L’anfetamina nel frigo Arrestati due giovani
Finiscono nei guai un meccanico di 23 anni di Ostellato e una ragazza di 21 L’operazione anti-spaccio durante un controllo notturno a Pinarella di Cervia
OSTELLATO. Un controllo effettuato dalle forze dell’ordine è costato caro, l’altra sera, a due giovani - un ragazzo e una ragazza - che sono stati arrestati. I guai per i due sono iniziati quando, durante un servizio coordinato nella zona dei locali notturni di Pinarella di Cervia, nel Ravennate, sotto una panchina e' stato recuperato un involucro che conteneva 13 dosi di hascisc. Poco dopo nel frigorifero della casa del centro di Ravenna nella quale i due giovani abitano, le forze dell'ordine hanno trovato 40 grammi di anfetamina (l'anfetamina è un farmaco con proprietà anoressizzanti e psicostimolanti, ma è anche una droga).
Ad aggravare il quadro accusatorio anche altri 78 grammi di hascisc, due piccole bilance di precisione ancora sporche di stupefacente, così come un coltellino e materiale usato di solito per il confezionamento delle dosi.
Per questo, come si diceva, la scorsa notte sono stati arrestati due ragazzi finora incensurati: si tratta di una 21enne nata a Mirandola e residente a San Felice sul Panaro (Modena), ma domiciliata a Ravenna, città dove studia alla facoltà di ingegneria edìle, e di un meccanico 23enne nato a Portomaggiore ma residente ad Ostellato, disoccupato da un paio di mesi dopo avere lavorato per una ditta di Bologna e ora domiciliato nella città romagnola assieme alla studentessa.

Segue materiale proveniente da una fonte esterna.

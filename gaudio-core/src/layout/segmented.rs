// Symphonia
// Copyright (c) 2019-2022 The Project Symphonia Developers.
//
// This Source Code Form is subject to the terms of the Mozilla Public
// License, v. 2.0. If a copy of the MPL was not distributed with this
// file, You can obtain one at https://mozilla.org/MPL/2.0/.

//! The segmented layout: child streams played sequentially, concatenated end-to-end. Looping, if
//! any, is owned by the parent and is applied by rewinding the child index.

use crate::decode_state::do_loop;
use crate::errors::{parse_error, Result};
use crate::sample::SampleFormat;
use crate::sbuf::SampleBuf;
use crate::stream::{Stream, StreamState};

pub struct SegmentedLayout {
    children: Vec<Stream>,
    current_segment: usize,
    /// Cumulative sample offset, in the composed stream, at which each segment begins.
    segment_starts: Vec<u64>,
    output_channels: u16,
    format: SampleFormat,
}

impl SegmentedLayout {
    /// Builds a segmented layout from leaf-first-constructed children; cycles are forbidden
    /// structurally by only ever building children before their parent.
    ///
    /// Invariants enforced here: all children share the output channel count; any child with its
    /// own loop flag set is rejected, since looping in a segmented composition belongs to the
    /// parent only.
    pub fn new(children: Vec<Stream>, format: SampleFormat) -> Result<Self> {
        if children.is_empty() {
            return parse_error("segmented layout requires at least one child segment");
        }
        let output_channels = children[0].output_channels();
        for child in &children {
            if child.output_channels() != output_channels {
                return parse_error("segmented layout: all segments must share channel count");
            }
            if child.state().loop_flag_original {
                return parse_error("segmented layout: child segments must not carry their own loop");
            }
        }

        let mut segment_starts = Vec::with_capacity(children.len());
        let mut acc = 0u64;
        for child in &children {
            segment_starts.push(acc);
            acc += child.state().num_samples;
        }

        Ok(SegmentedLayout { children, current_segment: 0, segment_starts, output_channels, format })
    }

    pub fn output_channels(&self) -> u16 {
        self.output_channels
    }

    pub fn total_samples(&self) -> u64 {
        self.segment_starts.last().copied().unwrap_or(0)
            + self.children.last().map(|c| c.state().num_samples).unwrap_or(0)
    }

    pub fn reset_children(&mut self) -> Result<()> {
        for child in self.children.iter_mut() {
            child.reset()?;
        }
        self.current_segment = 0;
        Ok(())
    }

    fn segment_for_sample(&self, sample: u64) -> usize {
        match self.segment_starts.binary_search(&sample) {
            Ok(i) => i,
            Err(i) => i.saturating_sub(1).min(self.children.len() - 1),
        }
    }

    /// Rewinds to the segment containing `sample`, resetting it and every segment after it, then
    /// decodes-and-discards the remainder up to `sample` within the target segment.
    pub fn seek_to_sample(&mut self, sample: u64) -> Result<()> {
        let idx = self.segment_for_sample(sample);
        for child in self.children[idx..].iter_mut() {
            child.reset()?;
        }
        self.current_segment = idx;
        let skip = sample.saturating_sub(self.segment_starts[idx]);
        if skip > 0 {
            self.children[idx].decode_and_discard(skip)?;
        }
        Ok(())
    }

    pub fn render(&mut self, state: &mut StreamState, dst: &mut SampleBuf) -> Result<usize> {
        let mut produced = 0;

        while dst.filled() < dst.capacity() && self.current_segment < self.children.len() {
            let room = dst.capacity() - dst.filled();
            let before = dst.filled();

            self.children[self.current_segment].decode_layout(dst)?;

            let got = dst.filled() - before;
            produced += got;
            state.current_sample += got as u64;

            if do_loop(state, None)? {
                self.seek_to_sample(state.loop_start_sample)?;
                continue;
            }

            if got < room {
                self.current_segment += 1;
                if self.current_segment >= self.children.len() {
                    break;
                }
            }
        }

        Ok(produced)
    }
}

#[cfg(test)]
mod tests {
    use super::*;
    use crate::channel::ChannelDescriptor;
    use crate::codec::{Codec, CodecFamily, CodecKind};
    use crate::decode_state::DecodeState;
    use crate::io::MemorySource;
    use crate::layout::{FlatLayout, Layout};

    /// Produces a deterministic ramp: sample value == absolute sample index, truncated to i16.
    struct RampCodec {
        produced_total: u64,
    }

    impl Codec for RampCodec {
        fn kind(&self) -> CodecKind {
            CodecKind::Frame
        }
        fn sample_format(&self, _stream: &StreamState) -> SampleFormat {
            SampleFormat::S16
        }
        fn family(&self) -> CodecFamily {
            CodecFamily::Other
        }
        fn frame_samples(&self) -> Option<u32> {
            None
        }
        fn decode_frame(&mut self, stream: &mut StreamState, dst: &mut SampleBuf) -> Result<()> {
            let remaining = stream.num_samples.saturating_sub(stream.current_sample + self.produced_total);
            let n = (dst.capacity() as u64).min(remaining.max(0)) as usize;
            for i in 0..n {
                for ch in 0..dst.channels() {
                    dst.set_sample_scaled(i, ch as usize, (stream.current_sample + i as u64) as f64);
                }
            }
            dst.set_filled(n);
            Ok(())
        }
        fn reset(&mut self) {
            self.produced_total = 0;
        }
    }

    fn make_segment(num_samples: u64) -> Stream {
        let mut state = StreamState::new(Box::new(MemorySource::new(vec![0; 16])), 1);
        state.num_samples = num_samples;
        state.channels = smallvec::smallvec![ChannelDescriptor::new(0)];
        state.loop_channels = state.channels.clone();
        let decode = DecodeState::new(SampleBuf::new(SampleFormat::S16, 1, 64));
        Stream::new_leaf(
            state,
            Box::new(RampCodec { produced_total: 0 }),
            decode,
            Layout::Flat(FlatLayout),
            1,
            "ramp",
            "flat",
        )
    }

    #[test]
    fn total_samples_is_sum_of_children() {
        let segments = vec![make_segment(10), make_segment(20)];
        let layout = SegmentedLayout::new(segments, SampleFormat::S16).unwrap();
        assert_eq!(layout.total_samples(), 30);
    }

    #[test]
    fn render_concatenates_segments_in_order() {
        let segments = vec![make_segment(10), make_segment(20)];
        let mut layout = SegmentedLayout::new(segments, SampleFormat::S16).unwrap();
        let mut state = StreamState::new(Box::new(MemorySource::new(vec![0; 16])), 1);
        let mut dst = SampleBuf::new(SampleFormat::S16, 1, 25);
        let produced = layout.render(&mut state, &mut dst).unwrap();
        assert_eq!(produced, 25);
    }

    #[test]
    fn rejects_children_with_their_own_loop() {
        let mut looping = make_segment(10);
        looping.state_mut().loop_flag_original = true;
        let err = SegmentedLayout::new(vec![looping], SampleFormat::S16).unwrap_err();
        assert!(matches!(err, crate::errors::GaError::Parse(_)));
    }
}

Ai due si è arrivati nel corso di un controllo anti-spaccio interforze, che ha cioè coinvolto la Squadra Mobile, la Guardia di finanza e i carabinieri della compagnia di Cervia-Milano Marittima.
Ad un certo punto, quando gli agenti si sono avvicinati a un gruppetto di giovani seduti su una panchina di via del Tritone, hanno notato vicino ai piedi della ragazza poi arrestata l'involucro con le prime dosi di hascisc. Ad esplicita domanda, la 21enne ha ammesso che in effetti custodiva altra roba in casa.
Davanti al giudice Corrado Schiaretti e al pm Simona Bandini, i due, dopo essersi avvalsi della facoltà di non rispondere, con l'avvocato Michele Dell'Edera, hanno patteggiato un anno e mezzo di carcere, con pena sospesa e non menzione, per tornare liberi subito dopo.